La même voix qui n'avait fait que cacher ses plus sombres secrets.

La jeune femme sentait que son démon lui redonnait le contrôle de son corps, bien que son apparence physique reste celle de la renarde, et de son esprit par la même occasion. Résultant des tremblements dans tous ses membres, dont elle peinait à déterminer la cause.

Était-elle tellement fébrile qu'elle en tremblait d'excitation? Ou bien était-elle, chose étonnante, emplie d'appréhension à l'idée que son secret soit à présent découvert?

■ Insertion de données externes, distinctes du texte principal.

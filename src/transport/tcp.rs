use std::net::SocketAddr;
use tokio::net::{TcpListener, TcpStream};
use tokio::time::timeout;
use tracing::{info, instrument};

use crate::config::TransportConfig;
use crate::core::codec::Codec;
use crate::core::shape::Shape;
use crate::error::{CodecError, Result};
use crate::transport::stream::{receive_value, send_value};

/// Bind a listener on the configured address
#[instrument(skip(config), fields(address = %config.address))]
pub async fn bind(config: &TransportConfig) -> Result<TcpListener> {
    let listener = TcpListener::bind(&config.address).await?;
    info!(local = %listener.local_addr()?, "Listening");
    Ok(listener)
}

/// Accept one connection and decode the buffer it carries
#[instrument(skip(listener, codec, config))]
pub async fn serve_once<T: Shape>(
    listener: &TcpListener,
    codec: &Codec,
    config: &TransportConfig,
) -> Result<(T, SocketAddr)> {
    let (mut stream, peer) = timeout(config.io_timeout, listener.accept())
        .await
        .map_err(|_| CodecError::Timeout)??;
    info!(peer = %peer, "Accepted connection");

    let value = receive_value(codec, &mut stream, config).await?;
    Ok((value, peer))
}

/// Connect to `addr`, send `value`, and return the number of bytes written
#[instrument(skip(codec, value, config))]
pub async fn connect_and_send<T: Shape>(
    addr: SocketAddr,
    codec: &Codec,
    value: &T,
    config: &TransportConfig,
) -> Result<usize> {
    let mut stream = timeout(config.io_timeout, TcpStream::connect(addr))
        .await
        .map_err(|_| CodecError::Timeout)??;

    let sent = send_value(codec, &mut stream, value, config).await?;
    info!(peer = %addr, bytes = sent, "Sent buffer");
    Ok(sent)
}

Plus aucun retour en arrière possible, désormais. Ses véritables intentions et son vrai visage avaient été révélés au grand jour.

Sa vie fausse et montée de toutes pièces venait de voler en éclats.

-C'est donc dès cet instant que tu as commencé à avoir des soupçons... déclara-t-elle finalement après un long moment de silence. Pourquoi n'avoir rien dit jusqu'à aujourd'hui, au juste? Que ce soit à moi ou à nos supérieurs? À moins que vous ne complotiez de votre côté, en essayant de trouver un moyen de pression sur moi?

Elle ne savait pas vraiment pourquoi elle posait cette question, ni ce qu'elle attendait comme réponse. Gojo était de toute manière destiné à assouvir sa vengeance, lui et les autres. Ses anciens élèves, ses anciens collègues. Tous.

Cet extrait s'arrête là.